Now that spooky season is upon us, many people are looking for fun and exciting ways to get into the spirit. Of course, one of the best ways to celebrate Halloween is a classic: Visiting a haunted house.
However, you don’t need costumes and an elaborate setup to enjoy your next haunt. Instead, consider stopping by one of the historic haunted homes throughout the state of Ohio. Here are the top six haunted houses in the state, perfect if you’re hoping to visit somewhere that’s filled with spooky tales and an eerie history—and maybe even a spirit or two.
Located in Cleveland, Franklin Castle hits the image of a stereotypically haunted house—just take a look at the dramatic iron gate, gargoyles, and a series of turrets.
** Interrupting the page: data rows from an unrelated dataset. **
//! English names of the ISO 639-1 codes found in IFO language fields.

const LANGUAGES: &[(&str, &str)] = &[
    ("aa", "Afar"),
    ("af", "Afrikaans"),
    ("am", "Amharic"),
    ("ar", "Arabic"),
    ("az", "Azerbaijani"),
    ("be", "Belarusian"),
    ("bg", "Bulgarian"),
    ("bn", "Bengali"),
    ("br", "Breton"),
    ("bs", "Bosnian"),
    ("ca", "Catalan"),
    ("cs", "Czech"),
    ("cy", "Welsh"),
    ("da", "Danish"),
    ("de", "German"),
    ("el", "Greek"),
    ("en", "English"),
    ("eo", "Esperanto"),
    ("es", "Spanish"),
    ("et", "Estonian"),
    ("eu", "Basque"),
    ("fa", "Persian"),
    ("fi", "Finnish"),
    ("fo", "Faroese"),
    ("fr", "French"),
    ("fy", "Frisian"),
    ("ga", "Irish"),
    ("gd", "Scots Gaelic"),
    ("gl", "Galician"),
    ("he", "Hebrew"),
    ("hi", "Hindi"),
    ("hr", "Croatian"),
    ("hu", "Hungarian"),
    ("hy", "Armenian"),
    ("id", "Indonesian"),
    ("is", "Icelandic"),
    ("it", "Italian"),
    ("iw", "Hebrew"),
    ("ja", "Japanese"),
    ("ka", "Georgian"),
    ("kk", "Kazakh"),
    ("km", "Khmer"),
    ("kn", "Kannada"),
    ("ko", "Korean"),
    ("la", "Latin"),
    ("lt", "Lithuanian"),
    ("lv", "Latvian"),
    ("mk", "Macedonian"),
    ("ml", "Malayalam"),
    ("mn", "Mongolian"),
    ("ms", "Malay"),
    ("mt", "Maltese"),
    ("nl", "Dutch"),
    ("no", "Norwegian"),
    ("pa", "Panjabi"),
    ("pl", "Polish"),
    ("pt", "Portuguese"),
    ("ro", "Romanian"),
    ("ru", "Russian"),
    ("sk", "Slovak"),
    ("sl", "Slovenian"),
    ("sq", "Albanian"),
    ("sr", "Serbian"),
    ("sv", "Swedish"),
    ("sw", "Swahili"),
    ("ta", "Tamil"),
    ("te", "Telugu"),
    ("th", "Thai"),
    ("tl", "Tagalog"),
    ("tr", "Turkish"),
    ("uk", "Ukrainian"),
    ("ur", "Urdu"),
    ("vi", "Vietnamese"),
    ("yi", "Yiddish"),
    ("zh", "Chinese"),
    ("zu", "Zulu"),
];

/// Name for a packed two-letter code, `"Unknown"` when not listed.
pub fn language_name(code: u16) -> &'static str {
    let [hi, lo] = code.to_be_bytes();
    let key = [hi.to_ascii_lowercase(), lo.to_ascii_lowercase()];

    LANGUAGES
        .binary_search_by(|(c, _)| c.as_bytes().cmp(&key[..]))
        .map(|i| LANGUAGES[i].1)
        .unwrap_or("Unknown")
}
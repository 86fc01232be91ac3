use std::collections::VecDeque;

use crate::structs::mpeg::{
    EXTENSION_START_CODE, GOP_START_CODE, PICTURE_START_CODE, SEQUENCE_END_CODE,
    SEQUENCE_HEADER_CODE, USER_DATA_START_CODE,
};
use crate::utils::errors::M2vError;

/// Default scanner capacity, 2 MiB.
pub const DEFAULT_CAPACITY: usize = 2 * 1024 * 1024;

/// Kind of a chunk, taken from the start code it begins with.
#[derive(Debug, Clone, Copy, PartialEq, Eq)]
pub enum ChunkType {
    SequenceHeader,
    GopHeader,
    Picture,
    Slice,
    Extension,
    UserData,
    SequenceEnd,
    Other(u8),
}

impl From<u8> for ChunkType {
    fn from(code: u8) -> Self {
        match code {
            PICTURE_START_CODE => ChunkType::Picture,
            0x01..=0xAF => ChunkType::Slice,
            USER_DATA_START_CODE => ChunkType::UserData,
            SEQUENCE_HEADER_CODE => ChunkType::SequenceHeader,
            EXTENSION_START_CODE => ChunkType::Extension,
            SEQUENCE_END_CODE => ChunkType::SequenceEnd,
            GOP_START_CODE => ChunkType::GopHeader,
            other => ChunkType::Other(other),
        }
    }
}

/// Start codes that open a new chunk. Extensions, user data and slices stay
/// attached to the header or picture they follow.
fn opens_chunk(code: u8) -> bool {
    matches!(
        code,
        PICTURE_START_CODE | SEQUENCE_HEADER_CODE | SEQUENCE_END_CODE | GOP_START_CODE
    )
}

/// A start-code delimited run of an MPEG video elementary stream.
#[derive(Debug, PartialEq, Eq)]
pub struct Chunk {
    kind: ChunkType,
    data: Vec<u8>,
}

impl Chunk {
    pub fn kind(&self) -> ChunkType {
        self.kind
    }

    pub fn into_data(self) -> Vec<u8> {
        self.data
    }
}

impl AsRef<[u8]> for Chunk {
    fn as_ref(&self) -> &[u8] {
        &self.data
    }
}

/// Splits an MPEG video elementary stream into chunks.
///
/// Bytes are appended with [`push_bytes`](Self::push_bytes); a chunk is
/// emitted once the start code of the following chunk is buffered. After
/// [`force_final`](Self::force_final) the trailing partial chunk is emitted
/// too.
///
/// # Example
///
/// ```rust
/// use dvdvideo::process::chunk::{ChunkScanner, ChunkType};
///
/// let mut scanner = ChunkScanner::default();
/// scanner.push_bytes(&[0, 0, 1, 0xB3, 0x2D, 0, 0, 1, 0x00, 0x00, 0x0F])?;
///
/// let first = scanner.next().map(|c| c.kind());
/// assert_eq!(first, Some(ChunkType::SequenceHeader));
/// assert!(scanner.next().is_none());
///
/// scanner.force_final();
/// assert_eq!(scanner.next().map(|c| c.kind()), Some(ChunkType::Picture));
/// # Ok::<(), dvdvideo::utils::errors::M2vError>(())
/// ```
#[derive(Debug)]
pub struct ChunkScanner {
    buffer: VecDeque<u8>,
    capacity: usize,
    synced: bool,
    scan_pos: usize,
    final_flush: bool,
}

impl Default for ChunkScanner {
    fn default() -> Self {
        Self::with_capacity(DEFAULT_CAPACITY)
    }
}

impl ChunkScanner {
    pub fn with_capacity(capacity: usize) -> Self {
        Self {
            buffer: VecDeque::with_capacity(capacity.min(DEFAULT_CAPACITY)),
            capacity,
            synced: false,
            scan_pos: 4,
            final_flush: false,
        }
    }

    /// Appends stream bytes. Fails without consuming anything when the
    /// pending bytes would exceed the capacity.
    pub fn push_bytes(&mut self, data: &[u8]) -> Result<(), M2vError> {
        let pending = self.buffer.len() + data.len();
        if pending > self.capacity {
            return Err(M2vError::BufferFull {
                pending,
                capacity: self.capacity,
            });
        }
        self.buffer.extend(data);
        Ok(())
    }

    /// No more data will arrive; the buffered tail becomes the last chunk.
    pub fn force_final(&mut self) {
        self.final_flush = true;
    }

    pub fn pending(&self) -> usize {
        self.buffer.len()
    }

    /// Drops leading bytes until a start code sits at the front.
    fn sync(&mut self) -> bool {
        let data = self.buffer.make_contiguous();
        match data.windows(3).position(|w| w == [0, 0, 1]) {
            Some(pos) => {
                if pos > 0 {
                    log::debug!("Skipping {pos} bytes before the first start code");
                }
                self.buffer.drain(..pos);
                self.synced = true;
                true
            }
            None => {
                let keep = self.buffer.len().min(2);
                self.buffer.drain(..self.buffer.len() - keep);
                false
            }
        }
    }

    fn take_chunk(&mut self, len: usize) -> Chunk {
        let data: Vec<u8> = self.buffer.drain(..len).collect();
        let kind = ChunkType::from(data.get(3).copied().unwrap_or(0xFF));
        self.scan_pos = 4;
        Chunk { kind, data }
    }
}

impl Iterator for ChunkScanner {
    type Item = Chunk;

    fn next(&mut self) -> Option<Self::Item> {
        if !self.synced && !self.sync() {
            return None;
        }

        let data = self.buffer.make_contiguous();
        let mut pos = self.scan_pos;
        while pos + 4 <= data.len() {
            if data[pos] == 0 && data[pos + 1] == 0 && data[pos + 2] == 1 {
                if opens_chunk(data[pos + 3]) {
                    return Some(self.take_chunk(pos));
                }
                pos += 3;
            } else {
                pos += 1;
            }
        }
        self.scan_pos = pos;

        if self.final_flush && !self.buffer.is_empty() {
            let len = self.buffer.len();
            return Some(self.take_chunk(len));
        }
        None
    }
}
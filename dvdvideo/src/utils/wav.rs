//! RIFF/WAVE output for DVD linear PCM.

use std::io::{self, BufWriter, Seek, SeekFrom, Write};

use dvdmx_macros::{ToBytes, riff_chunk};

use crate::utils::byteorder::{RiffChunk, WriteBytesLe};

const PCM_FORMAT_TAG: u16 = 1;

#[riff_chunk(b"fmt ")]
#[derive(Debug, Clone, Copy, PartialEq, Eq, ToBytes)]
pub struct FmtChunk {
    pub format_tag: u16,
    pub channels: u16,
    pub sample_rate: u32,
    pub byte_rate: u32,
    pub block_align: u16,
    pub bits_per_sample: u16,
}

impl FmtChunk {
    pub fn pcm(sample_rate: u32, channels: u16, bits_per_sample: u16) -> Self {
        let block_align = channels * bits_per_sample / 8;
        Self {
            format_tag: PCM_FORMAT_TAG,
            channels,
            sample_rate,
            byte_rate: sample_rate * block_align as u32,
            block_align,
            bits_per_sample,
        }
    }
}

/// WAV writer with size fields patched by [`finish`](Self::finish).
pub struct WavWriter<W: Write + Seek> {
    writer: BufWriter<W>,
    riff_size_position: u64,
    data_size_position: u64,
    data_written: u64,
    format: FmtChunk,
}

impl<W: Write + Seek> WavWriter<W> {
    /// Writes the header with zero sizes.
    pub fn new(writer: W, format: FmtChunk) -> io::Result<Self> {
        let mut writer = BufWriter::new(writer);

        writer.write_all(b"RIFF")?;
        let riff_size_position = writer.stream_position()?;
        writer.write_all(&0u32.to_le_bytes())?;
        writer.write_all(b"WAVE")?;

        writer.write_all(&format.to_chunk())?;

        writer.write_all(b"data")?;
        let data_size_position = writer.stream_position()?;
        writer.write_all(&0u32.to_le_bytes())?;

        Ok(Self {
            writer,
            riff_size_position,
            data_size_position,
            data_written: 0,
            format,
        })
    }

    pub fn format(&self) -> &FmtChunk {
        &self.format
    }

    pub fn data_written(&self) -> u64 {
        self.data_written
    }

    /// Writes 16-bit big-endian samples as little-endian. A trailing odd
    /// byte is dropped.
    pub fn write_be16_samples(&mut self, data: &[u8]) -> io::Result<()> {
        let mut swapped = Vec::with_capacity(data.len());
        for pair in data.chunks_exact(2) {
            u16::from_be_bytes([pair[0], pair[1]]).write_le(&mut swapped);
        }
        self.writer.write_all(&swapped)?;
        self.data_written += swapped.len() as u64;
        Ok(())
    }

    /// Patches the RIFF and data sizes.
    pub fn finish(&mut self) -> io::Result<()> {
        self.writer.flush()?;
        let end = self.writer.stream_position()?;

        let data_size = self.data_written as u32;
        self.writer.seek(SeekFrom::Start(self.data_size_position))?;
        self.writer.write_all(&data_size.to_le_bytes())?;

        let riff_size = (end - self.riff_size_position - 4) as u32;
        self.writer.seek(SeekFrom::Start(self.riff_size_position))?;
        self.writer.write_all(&riff_size.to_le_bytes())?;

        self.writer.seek(SeekFrom::Start(end))?;
        self.writer.flush()
    }

    pub fn into_inner(self) -> io::Result<W> {
        self.writer.into_inner().map_err(|e| e.into_error())
    }
}
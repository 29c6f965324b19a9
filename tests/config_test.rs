//! Settings file tests
//!
//! Loading, saving and validation of the JSON settings file

use mcu_dashboard::config::Config;
use mcu_dashboard::error::McuError;
use mcu_dashboard::logging::LogFormat;
use mcu_dashboard_common::{InspectionResult, ParticipantKind, ResultFilter};
use tempfile::tempdir;

/// Missing file falls back to defaults
#[test]
fn test_load_missing_file() {
    let dir = tempdir().expect("Failed to create temp dir");
    let config = Config::load_from(&dir.path().join("config.json")).expect("load failed");
    assert_eq!(config, Config::default());
    assert_eq!(config.result_filter().expect("filter"), ResultFilter::All);
}

/// Save then load returns the same settings
#[test]
fn test_save_and_load() {
    let dir = tempdir().expect("Failed to create temp dir");
    let path = dir.path().join("nested").join("config.json");

    let mut config = Config::default();
    config.set_default_tab(ParticipantKind::Corporate);
    config.set_log_format(LogFormat::Json);
    config.default_result_filter = "Atensi".to_string();
    config.save_to(&path).expect("save failed");

    let loaded = Config::load_from(&path).expect("load failed");
    assert_eq!(loaded, config);
    assert_eq!(
        loaded.result_filter().expect("filter"),
        ResultFilter::Only(InspectionResult::Atensi)
    );
}

/// Keys left out of the file keep their defaults
#[test]
fn test_partial_file() {
    let dir = tempdir().expect("Failed to create temp dir");
    let path = dir.path().join("config.json");
    std::fs::write(&path, r#"{ "default_tab": "corporate" }"#).expect("write failed");

    let config = Config::load_from(&path).expect("load failed");
    assert_eq!(config.default_tab, ParticipantKind::Corporate);
    assert_eq!(config.upload_tick_ms, Config::default().upload_tick_ms);
}

/// Out-of-range upload step is rejected
#[test]
fn test_invalid_step_rejected() {
    let dir = tempdir().expect("Failed to create temp dir");
    let path = dir.path().join("config.json");
    std::fs::write(&path, r#"{ "upload_step_percent": 0 }"#).expect("write failed");

    let err = Config::load_from(&path).unwrap_err();
    assert!(matches!(err, McuError::Config(_)));
}

/// Unknown result filter label is rejected
#[test]
fn test_invalid_result_filter_rejected() {
    let dir = tempdir().expect("Failed to create temp dir");
    let path = dir.path().join("config.json");
    std::fs::write(&path, r#"{ "default_result_filter": "Sedang" }"#).expect("write failed");

    assert!(matches!(Config::load_from(&path), Err(McuError::Config(_))));
}

/// Broken JSON
#[test]
fn test_broken_json() {
    let dir = tempdir().expect("Failed to create temp dir");
    let path = dir.path().join("config.json");
    std::fs::write(&path, "{ default_tab").expect("write failed");

    assert!(matches!(Config::load_from(&path), Err(McuError::JsonParse(_))));
}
But that isn’t where the home’s scary appeal ends. Franklin Castle was constructed in the 1880s by a wealthy man named Hannes Tiedemann. Nevertheless, his wealth wasn’t enough to protect Tiedemann from frequent tragedy. A significant number of his immediate family members would die tragically in the home he’d built.
After the death of his wife, Tiedemann sold the house. The earliest claims of its haunted nature didn’t pop up until the 1960s, after the home had been converted into a German cultural center. Then, for instance, there were claims of mysterious electrical surges, as well as the sound of crying infants.
This is a privately-owned residence, but individuals are free to view it from the sidewalk outside.
Prospect Place was a prominent stop on the Underground Railroad, providing runaway slaves with a safe refuge during the Civil War.
After George Willison Adams, the home’s original owner, died in 1879, Prospect Place was neglected and eventually abandoned. It was nearly demolished in the 1980s until Dave Longaberger’s intervention.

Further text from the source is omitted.